Work task —
Return the lines below exactly as they appear, please, starting with the first and ending with the one that contains "serde_json, thiserror, url".

Exercise materials —
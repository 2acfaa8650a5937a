// crates/studio-proxy-config/src/lib.rs
// ============================================================================
// Module: Studio Proxy Config Library
// Description: Env-file parsing, key registry, typed config, and generators.
// Purpose: Single source of truth for the studio proxy `.env` semantics.
// Dependencies: serde, serde_json, thiserror, url
// ============================================================================

//! ## Overview
//! `studio-proxy-config` defines the canonical configuration model for the
//! studio proxy service. Every recognized key lives in one registry, from
//! which the typed loader, lint pass, env template, markdown docs, and JSON
//! schema are all derived. Loading is strict and fails closed.

// ============================================================================
// SECTION: Modules
// ============================================================================

pub mod config;
pub mod docs;
pub mod dotenv;
pub mod keys;
pub mod lint;
pub mod schema;
pub mod template;

// ============================================================================
// SECTION: Re-Exports
// ============================================================================

pub use config::*;
pub use docs::DOCS_PATH;
pub use docs::DocsError;
pub use docs::config_docs_markdown;
pub use docs::verify_config_docs;
pub use docs::write_config_docs;
pub use dotenv::DotenvError;
pub use dotenv::EnvFile;
pub use dotenv::parse_env_str;
pub use keys::KEY_SPECS;
pub use keys::KeySpec;
pub use keys::Section;
pub use keys::ValueKind;
pub use lint::LintCode;
pub use lint::LintError;
pub use lint::LintFinding;
pub use lint::LintReport;
pub use lint::Severity;
pub use lint::lint_env_file;
pub use lint::lint_env_str;
pub use schema::config_schema;
pub use template::TEMPLATE_PATH;
pub use template::TemplateError;
pub use template::env_template;
pub use template::verify_env_template;
pub use template::write_env_template;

Exercise answer —
repository 2acfaa8650a5937a
// crates/studio-proxy-config/src/lib.rs
// ============================================================================
// Module: Studio Proxy Config Library
// Description: Env-file parsing, key registry, typed config, and generators.
// Purpose: Single source of truth for the studio proxy `.env` semantics.
// Dependencies: serde, serde_json, thiserror, url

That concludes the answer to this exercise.